Then you need the other two legs to support your efforts and those of your team. Regardless of your business model, you still need them in place.

Your teams

You’ll probably need two teams.  You’re going to need your home support team to buy into you and your goals. Without this support, building a successful business is much more challenging.

Home team

If you’re the person in charge of everything at home, from cleaning to laundry to shopping and cooking…you need help. Or maybe you and your partner both have careers…you both need support.

Look for ways to get your home team to help out. Build this infrastructure for success, not burnout. Delegate and don’t micromanage. Focus on your big goals. Don’t dwell on tasks not done your way.

Thank them and reward them.  It might be designated family time or a date with your spouse. Often non-financial rewards have much higher relationship bonuses in the long term. Your kids and spouse might both build better life skills that will benefit their future selves.

Not everyone may have kids or family they can involve. Then it’s time to look at hired outside support. 

Business teams

In addition to your home team, you need a business team. Evaluate your strengths and what you can hand off so you can focus on those strengths. Delegating has a financial expense. 

But how much more could you generate if you didn’t have to handle that task?

The question becomes more of a no-brainer if you can hire someone better at the task than you are. Look for someone who can get it done better and more efficiently.

Employees or business team partners? 

Whether you hire employees on a full or part-time basis, they come with significant financial and time commitments. It’s not easy to find the right person with the right skills.

The other option is working with business partners.  

Business partners include accountants, lawyers, business consultants, marketers, and your web host. Independent contractors and freelancers also fall into this category. 

I always recommend contracting with your web host to keep your website up, backed up, and current. If you’re expanding, you will need web design, graphic work, and a copy/content writer to get your message clearly across to your target audience. 

The benefits of the outside team are significant. There is no overhead when they aren’t needed.  No payroll-related taxes. And they excel at the task. 

Find specialists that understand your business model.  For example, an accountant used to working with manufacturers may not understand a small business offering services. 

Find people who “get” your business. That is going to make the most successful relationship.

The last two legs are tied together. Hardware and software.

Hardware business team

These are the physical components you and your team will need to function. And the physical elements that make up your business. 

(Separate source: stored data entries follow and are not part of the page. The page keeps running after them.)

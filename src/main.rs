use anyhow::{Context, Result};
use clap::Parser;
use std::path::Path;
use tracking::{
    build_inventory, inventory::pending, Command, CommandLineArguments, DispatchArgs, Dispatcher,
    DryRunQueue, Executor, Logger, ModelPair, PythonEngine, SlurmQueue, TrackArgs,
    TrackingConfig, TrackingError,
};
use util::shell_quote;

mod tracking;
mod util;

fn main() -> Result<()> {
    let args = CommandLineArguments::parse();
    Logger::new(args.verbose).install()?;
    let config = match &args.config {
        Some(path) => TrackingConfig::load(path)
            .with_context(|| format!("Failed to load config {}", path.display()))?,
        None => TrackingConfig::default(),
    };

    let runtime = tokio::runtime::Builder::new_current_thread()
        .enable_all()
        .build()?;
    match args.command.clone().unwrap_or_default() {
        Command::Dispatch(dispatch) => runtime.block_on(run_dispatch(&args, config, dispatch)),
        Command::Track(track) => runtime.block_on(run_track(config, track)),
        Command::Status => print_status(&config),
        Command::InitConfig { path } => {
            config.save(&path)?;
            println!("Configuration written to {}", path.display());
            Ok(())
        }
    }
}

async fn run_dispatch(
    args: &CommandLineArguments,
    config: TrackingConfig,
    dispatch: DispatchArgs,
) -> Result<()> {
    config.validate_directories()?;
    let config = config.with_resource_overrides(dispatch.memory, dispatch.time_limit);
    let inventory = build_inventory(&config.video_dir, &config.results_dir)?;
    let dispatcher = Dispatcher::new(&config, track_command(args.config.as_deref())?);

    if dispatch.local {
        let engine = PythonEngine::new(&config.python, true);
        let count = dispatcher
            .dispatch_pending(&inventory, Executor::Local(&engine))
            .await?;
        println!(
            "Tracked {} videos, predictions are in {}",
            count,
            config.results_dir.display()
        );
    } else if dispatch.dry_run {
        let count = dispatcher
            .dispatch_pending(&inventory, Executor::Cluster(&DryRunQueue))
            .await?;
        println!(
            "Wrote {} job scripts to {} without submitting them",
            count,
            config.jobs_dir.join("slurm").display()
        );
    } else {
        let count = dispatcher
            .dispatch_pending(&inventory, Executor::Cluster(&SlurmQueue::new()))
            .await?;
        println!(
            "All {} video tracking jobs submitted to HPC. Check progress with 'squeue -u <username>'",
            count
        );
    }
    Ok(())
}

async fn run_track(config: TrackingConfig, track: TrackArgs) -> Result<()> {
    if !config.results_dir.is_dir() {
        return Err(TrackingError::MissingDirectory {
            kind: "Results",
            path: config.results_dir.clone(),
        }
        .into());
    }
    let models = match (track.centroid_model, track.centered_instance_model) {
        (Some(centroid), Some(centered_instance)) => Some(ModelPair {
            centroid,
            centered_instance,
        }),
        _ => None,
    };
    let engine = PythonEngine::new(&config.python, !track.skip_setup);
    let artifact =
        tracking::engine::track(&engine, &config, &track.video, &track.session_type, models)
            .await?;
    println!("{}", artifact.path.display());
    Ok(())
}

fn print_status(config: &TrackingConfig) -> Result<()> {
    config.validate_directories()?;
    let inventory = build_inventory(&config.video_dir, &config.results_dir)?;
    for record in &inventory {
        println!(
            "{:<12} {:<22} {} {}",
            record.subject_id,
            record.session_type,
            record.timestamp.format("%Y-%m-%d %H:%M:%S"),
            match record.tracking_completed {
                true => "tracked",
                false => "pending",
            }
        );
    }
    let pending = pending(&inventory).count();
    println!(
        "{} sessions, {} tracked, {} pending",
        inventory.len(),
        inventory.len() - pending,
        pending
    );
    Ok(())
}

/// Command line that job scripts use to call back into this binary.
fn track_command(config: Option<&Path>) -> Result<String> {
    let exe = std::env::current_exe().context("Cannot locate own executable")?;
    let mut command = shell_quote(&exe.to_string_lossy());
    if let Some(config) = config {
        let config = std::fs::canonicalize(config)?;
        command.push_str(&format!(" --config {}", shell_quote(&config.to_string_lossy())));
    }
    Ok(command)
}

A brick-and-mortar business needs different things than e-commerce. Brick and mortar need everything from fixtures, displays, equipment, seating to payment processing—computers to routers to your telephone system.

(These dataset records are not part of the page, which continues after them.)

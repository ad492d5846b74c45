use super::{Result, TrackingError};
use serde::{Deserialize, Serialize};
use std::collections::BTreeMap;
use std::path::{Path, PathBuf};

/// Environment in which the pose estimation library runs.
#[derive(Serialize, Deserialize, Debug, Clone, PartialEq)]
#[serde(default)]
pub struct PythonConfig {
    /// Shell lines that activate the environment, run in order
    pub setup: Vec<String>,
    pub interpreter: String,
    pub batch_size: u32,
}

impl Default for PythonConfig {
    fn default() -> Self {
        Self {
            setup: vec![
                "module load miniconda".to_owned(),
                "conda activate sleap".to_owned(),
            ],
            interpreter: "python3".to_owned(),
            batch_size: 16,
        }
    }
}

/// Resources requested from the scheduler for every tracking job.
#[derive(Serialize, Deserialize, Debug, Clone, PartialEq)]
#[serde(default)]
pub struct ResourceSpec {
    pub ntasks_per_node: u32,
    pub cpus_per_task: u32,
    pub partition: String,
    pub gpus: u32,
    pub memory: String,
    pub time_limit: String,
}

impl Default for ResourceSpec {
    fn default() -> Self {
        Self {
            ntasks_per_node: 1,
            cpus_per_task: 8,
            partition: "gpu".to_owned(),
            gpus: 1,
            memory: "128G".to_owned(),
            time_limit: "20:00:00".to_owned(),
        }
    }
}

#[derive(Serialize, Deserialize, Debug, Clone, PartialEq)]
#[serde(default)]
pub struct TrackingConfig {
    /// One centroid and one centered instance model per session type
    pub models_dir: PathBuf,
    pub video_dir: PathBuf,
    pub results_dir: PathBuf,
    /// Receives `slurm/`, `out/` and `err/`
    pub jobs_dir: PathBuf,
    /// Session type to the model name prefix of its model directories
    pub session_models: BTreeMap<String, String>,
    pub resources: ResourceSpec,
    pub python: PythonConfig,
}

impl Default for TrackingConfig {
    fn default() -> Self {
        let session_models = [
            ("maze", "C57B6_BigMaze_Neuropixel-1"),
            ("open_field", "C57B6_OpenField_Neuropixel-1"),
            ("object_open_field_1", "C57B6_ObjectOpenField_Neuropixel-1"),
            ("object_open_field_2", "C57B6_ObjectOpenField_Neuropixel-1"),
        ]
        .into_iter()
        .map(|(session_type, model)| (session_type.to_owned(), model.to_owned()))
        .collect();
        Self {
            models_dir: PathBuf::from("mazeSLEAP/models"),
            video_dir: PathBuf::from("../data/raw_data/video"),
            results_dir: PathBuf::from("../data/preprocessed_data/SLEAP"),
            jobs_dir: PathBuf::from("mazeSLEAP/jobs"),
            session_models,
            resources: ResourceSpec::default(),
            python: PythonConfig::default(),
        }
    }
}

impl TrackingConfig {
    pub fn load(path: &Path) -> Result<Self> {
        let file = std::fs::File::open(path)?;
        let reader = std::io::BufReader::new(file);
        let config = serde_json::from_reader(reader)?;
        Ok(config)
    }

    pub fn save(&self, path: &Path) -> Result<()> {
        let file = std::fs::File::create(path)?;
        let writer = std::io::BufWriter::new(file);
        serde_json::to_writer_pretty(writer, self)?;
        Ok(())
    }

    /// Replaces memory and time limit, the two resources operators tune per run.
    pub fn with_resource_overrides(
        mut self,
        memory: Option<String>,
        time_limit: Option<String>,
    ) -> Self {
        if let Some(memory) = memory {
            self.resources.memory = memory;
        }
        if let Some(time_limit) = time_limit {
            self.resources.time_limit = time_limit;
        }
        self
    }

    /// Fails on the first input directory that does not exist.
    pub fn validate_directories(&self) -> Result<()> {
        let required = [
            ("Models", &self.models_dir),
            ("Video", &self.video_dir),
            ("Results", &self.results_dir),
        ];
        for (kind, path) in required {
            if !path.is_dir() {
                return Err(TrackingError::MissingDirectory {
                    kind,
                    path: path.clone(),
                });
            }
        }
        Ok(())
    }

    pub fn model_name(&self, session_type: &str) -> Result<&str> {
        self.session_models
            .get(session_type)
            .map(String::as_str)
            .ok_or_else(|| TrackingError::UnknownSessionType(session_type.to_owned()))
    }
}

E-commerce is dependent on computer systems, audio-visual, photography, web content, and responsive customer service. The fulfillment department functions are key to handle the delivery of sales to the customer.

There is nothing more frustrating for operations than a slow computer system, out of date, or needing maintenance. Consider contracting with a support business, something like Geek Squad, so you have help when you need them. I’ve found if you only use them once during the year, it offsets the annual fee.

Software team

Software is how you harness your electronic hardware to make it function for you.  

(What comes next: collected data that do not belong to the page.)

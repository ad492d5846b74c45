use super::{ModelPair, ResourceSpec, Result, SessionRecord, TrackingError};
use crate::util::shell_quote;
use std::fmt::Write;
use std::path::{Path, PathBuf};

const JOB_PREFIX: &str = "sleap_tracking";

/// Where a job's script and scheduler logs live, relative to the jobs directory.
#[derive(Debug, Clone, PartialEq, Eq)]
pub struct JobPaths {
    pub script: PathBuf,
    pub stdout: PathBuf,
    pub stderr: PathBuf,
}

impl JobPaths {
    pub fn new(jobs_dir: &Path, job_name: &str) -> Self {
        Self {
            script: jobs_dir.join("slurm").join(format!("{}.sh", job_name)),
            stdout: jobs_dir.join("out").join(format!("{}.out", job_name)),
            stderr: jobs_dir.join("err").join(format!("{}.err", job_name)),
        }
    }

    pub fn create_dirs(&self) -> std::io::Result<()> {
        for path in [&self.script, &self.stdout, &self.stderr] {
            if let Some(parent) = path.parent() {
                std::fs::create_dir_all(parent)?;
            }
        }
        Ok(())
    }
}

/// Everything needed to render the batch script of one session.
#[derive(Debug, Clone)]
pub struct TrackingJob<'a> {
    pub session: &'a SessionRecord,
    pub models: ModelPair,
    pub resources: &'a ResourceSpec,
}

impl<'a> TrackingJob<'a> {
    pub fn name(&self) -> String {
        format!("{}_{}", JOB_PREFIX, self.session.session_id())
    }

    pub fn paths(&self, jobs_dir: &Path) -> JobPaths {
        JobPaths::new(jobs_dir, &self.name())
    }

    /// Renders a SLURM batch script. `setup` activates the environment and
    /// `track_command` is the program that runs the tracking step.
    ///
    /// `#SBATCH` values are not shell words, so log paths with whitespace are
    /// rejected instead of quoted.
    pub fn render(
        &self,
        jobs_dir: &Path,
        setup: &[String],
        track_command: &str,
    ) -> Result<String> {
        let paths = self.paths(jobs_dir);
        for path in [&paths.stdout, &paths.stderr] {
            if path.to_string_lossy().chars().any(char::is_whitespace) {
                return Err(TrackingError::JobPath(path.clone()));
            }
        }
        let resources = self.resources;
        let mut script = String::from("#!/bin/bash\n");
        let directives = [
            format!("--job-name={}", self.name()),
            format!("--output={}", paths.stdout.display()),
            format!("--error={}", paths.stderr.display()),
            format!("--ntasks-per-node={}", resources.ntasks_per_node),
            format!("--cpus-per-task={}", resources.cpus_per_task),
            format!("-p {}", resources.partition),
            format!("--gres=gpu:{}", resources.gpus),
            format!("--mem={}", resources.memory),
            format!("--time={}", resources.time_limit),
        ];
        for directive in directives {
            let _ = writeln!(script, "#SBATCH {}", directive);
        }
        script.push('\n');
        for line in setup {
            let _ = writeln!(script, "{}", line);
        }
        if !setup.is_empty() {
            script.push('\n');
        }
        let _ = writeln!(
            script,
            "{} track {} {} --centroid-model {} --centered-instance-model {} --skip-setup",
            track_command,
            shell_quote(&self.session.video_path.to_string_lossy()),
            shell_quote(&self.session.session_type),
            shell_quote(&self.models.centroid.to_string_lossy()),
            shell_quote(&self.models.centered_instance.to_string_lossy()),
        );
        Ok(script)
    }
}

I remember when I wanted my home office to be the dominant place for my writing and consulting business. 

To accomplish that, I needed my business telephone to funnel to the home office without it ringing on my personal line. The cable company advised me I’d have to upgrade my account to a business account (regardless of the level of use). The price would jump from $60 to $180 per month plus any installation charges.

That was a definite no. So I researched and went with a VOIP service. 

VOIP stands for Voice Over Internet Protocol. For me, it was like cutting the cord with my cable provider. 

I eliminated the need for physical equipment beyond my computer and my existing cell phone.  I handle calls on my laptop or answer the distinctive ring on my cell phone.  The cost? About $30/month.  The convenience has been fantastic.

You’ll also need payment processing software, scheduling software, and some sort of client management system. Don’t forget accounting software and backup software, so you never lose your data. 

Online automatic backup means no worrying about lost data. A cloud-based accounting program means fewer or no trips to the accountant’s office as you can grant them access.

Then there are those great apps that facilitate marketing, research, and client connectivity—plus Zoom or other face-to-face ability. Some are browser extensions. Others connect one program, so it talks to another and reduces tasks.

Take your time and create a checklist of all the software puzzle pieces. Then make sure they are integrated and ready to work for you. Start with you, your goals, and your dream teams. Then add the hardware and software that help you succeed.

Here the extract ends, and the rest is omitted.